• WHAT IS REQUIRED:
Find and copy the lines in the records beneath this task that contain the word "UserService".

Saved entries
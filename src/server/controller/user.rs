use axum::{
    extract::{Query, State},
    http::{HeaderMap, StatusCode},
    response::IntoResponse,
    Json,
};
use validator::Validate;

use crate::{
    model::{
        api::ErrorDto,
        auth::{AccessTokenDto, CheckEmailQuery, SignInDto, TokenPairDto},
        restaurant::SignUpResultDto,
        user::{SignUpUserDto, UserDto},
    },
    server::{
        error::AppError, middleware::auth::AuthGuard, model::user::SignUpUserParam,
        service::user::UserService, state::AppState,
    },
};

/// Tag for grouping user account endpoints in OpenAPI documentation
pub static USER_TAG: &str = "user";

/// Check whether an email is still free for a new user account.
#[utoipa::path(
    get,
    path = "/api/user/auth/email",
    tag = USER_TAG,
    params(CheckEmailQuery),
    responses(
        (status = 200, description = "Email is available"),
        (status = 400, description = "Invalid email", body = ErrorDto),
        (status = 409, description = "Email already registered", body = ErrorDto)
    ),
)]
pub async fn check_email(
    State(state): State<AppState>,
    Query(query): Query<CheckEmailQuery>,
) -> Result<impl IntoResponse, AppError> {
    query.validate()?;

    UserService::new(&state.db).check_email(&query.email).await?;

    Ok(StatusCode::OK)
}

/// Register a new user account.
///
/// # Returns
/// - `201 Created` - Account created, body carries the new user ID
/// - `400 Bad Request` - Payload failed validation
/// - `409 Conflict` - Email already registered
#[utoipa::path(
    post,
    path = "/api/user/sign_up",
    tag = USER_TAG,
    request_body = SignUpUserDto,
    responses(
        (status = 201, description = "User registered", body = SignUpResultDto),
        (status = 400, description = "Invalid sign up data", body = ErrorDto),
        (status = 409, description = "Email already registered", body = ErrorDto),
        (status = 500, description = "Internal server error", body = ErrorDto)
    ),
)]
pub async fn sign_up(
    State(state): State<AppState>,
    Json(payload): Json<SignUpUserDto>,
) -> Result<impl IntoResponse, AppError> {
    payload.validate()?;

    let user = UserService::new(&state.db)
        .sign_up(SignUpUserParam::from_dto(payload))
        .await?;

    Ok((StatusCode::CREATED, Json(SignUpResultDto { id: user.id })))
}

#[utoipa::path(
    post,
    path = "/api/user/auth/sign_in",
    tag = USER_TAG,
    request_body = SignInDto,
    responses(
        (status = 200, description = "Signed in", body = TokenPairDto),
        (status = 400, description = "Invalid credentials payload", body = ErrorDto),
        (status = 401, description = "Incorrect password", body = ErrorDto),
        (status = 404, description = "Account not found", body = ErrorDto)
    ),
)]
pub async fn sign_in(
    State(state): State<AppState>,
    Json(payload): Json<SignInDto>,
) -> Result<impl IntoResponse, AppError> {
    payload.validate()?;

    let pair = UserService::new(&state.db)
        .sign_in(&state.tokens, &payload.email, &payload.password)
        .await?;

    Ok((StatusCode::OK, Json(pair.into_dto())))
}

#[utoipa::path(
    get,
    path = "/api/user/auth/refresh",
    tag = USER_TAG,
    responses(
        (status = 200, description = "New access token", body = AccessTokenDto),
        (status = 403, description = "Invalid or missing refresh token", body = ErrorDto)
    ),
)]
pub async fn refresh(
    State(state): State<AppState>,
    headers: HeaderMap,
) -> Result<impl IntoResponse, AppError> {
    let user = AuthGuard::new(&state.db, &state.tokens, &headers)
        .user_refresh()
        .await?;

    let access_token = UserService::new(&state.db).refresh(&state.tokens, &user)?;

    Ok((StatusCode::OK, Json(AccessTokenDto { access_token })))
}

#[utoipa::path(
    get,
    path = "/api/user/auth",
    tag = USER_TAG,
    responses(
        (status = 200, description = "Access token is valid"),
        (status = 403, description = "Invalid or missing access token", body = ErrorDto)
    ),
)]
pub async fn auth(
    State(state): State<AppState>,
    headers: HeaderMap,
) -> Result<impl IntoResponse, AppError> {
    let _ = AuthGuard::new(&state.db, &state.tokens, &headers)
        .user()
        .await?;

    Ok(StatusCode::OK)
}

/// Get the authenticated user's profile.
#[utoipa::path(
    get,
    path = "/api/user",
    tag = USER_TAG,
    responses(
        (status = 200, description = "User profile", body = UserDto),
        (status = 403, description = "Invalid or missing access token", body = ErrorDto)
    ),
)]
pub async fn load(
    State(state): State<AppState>,
    headers: HeaderMap,
) -> Result<impl IntoResponse, AppError> {
    let user = AuthGuard::new(&state.db, &state.tokens, &headers)
        .user()
        .await?;

    Ok((StatusCode::OK, Json(user.into_dto())))
}

/// Delete the user account. Past orders stay with the restaurants.
#[utoipa::path(
    delete,
    path = "/api/user/leave",
    tag = USER_TAG,
    responses(
        (status = 200, description = "User removed"),
        (status = 403, description = "Invalid or missing access token", body = ErrorDto),
        (status = 500, description = "Internal server error", body = ErrorDto)
    ),
)]
pub async fn leave(
    State(state): State<AppState>,
    headers: HeaderMap,
) -> Result<impl IntoResponse, AppError> {
    let user = AuthGuard::new(&state.db, &state.tokens, &headers)
        .user()
        .await?;

    UserService::new(&state.db).leave(user.id).await?;

    Ok(StatusCode::OK)
}
use crate::server::{
    data::restaurant::RestaurantRepository,
    model::restaurant::{CreateRestaurantParam, UpdateRestaurantParam},
};
use sea_orm::{DbErr, EntityTrait};
use test_utils::{builder::TestBuilder, factory};

mod create;
mod find_by_email;
mod get_paginated;
mod update;

fn create_param(email: &str) -> CreateRestaurantParam {
    CreateRestaurantParam {
        email: email.to_string(),
        password_hash: "hash".to_string(),
        name: "Bistro".to_string(),
        phone: "010-1234-5678".to_string(),
        address: "1 Main Street".to_string(),
        description: Some("Neighbourhood bistro".to_string()),
    }
}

• THE COMPLETED TASK:
        service::user::UserService, state::AppState,
    UserService::new(&state.db).check_email(&query.email).await?;
    let user = UserService::new(&state.db)
    let pair = UserService::new(&state.db)
    let access_token = UserService::new(&state.db).refresh(&state.tokens, &user)?;
    UserService::new(&state.db).leave(user.id).await?;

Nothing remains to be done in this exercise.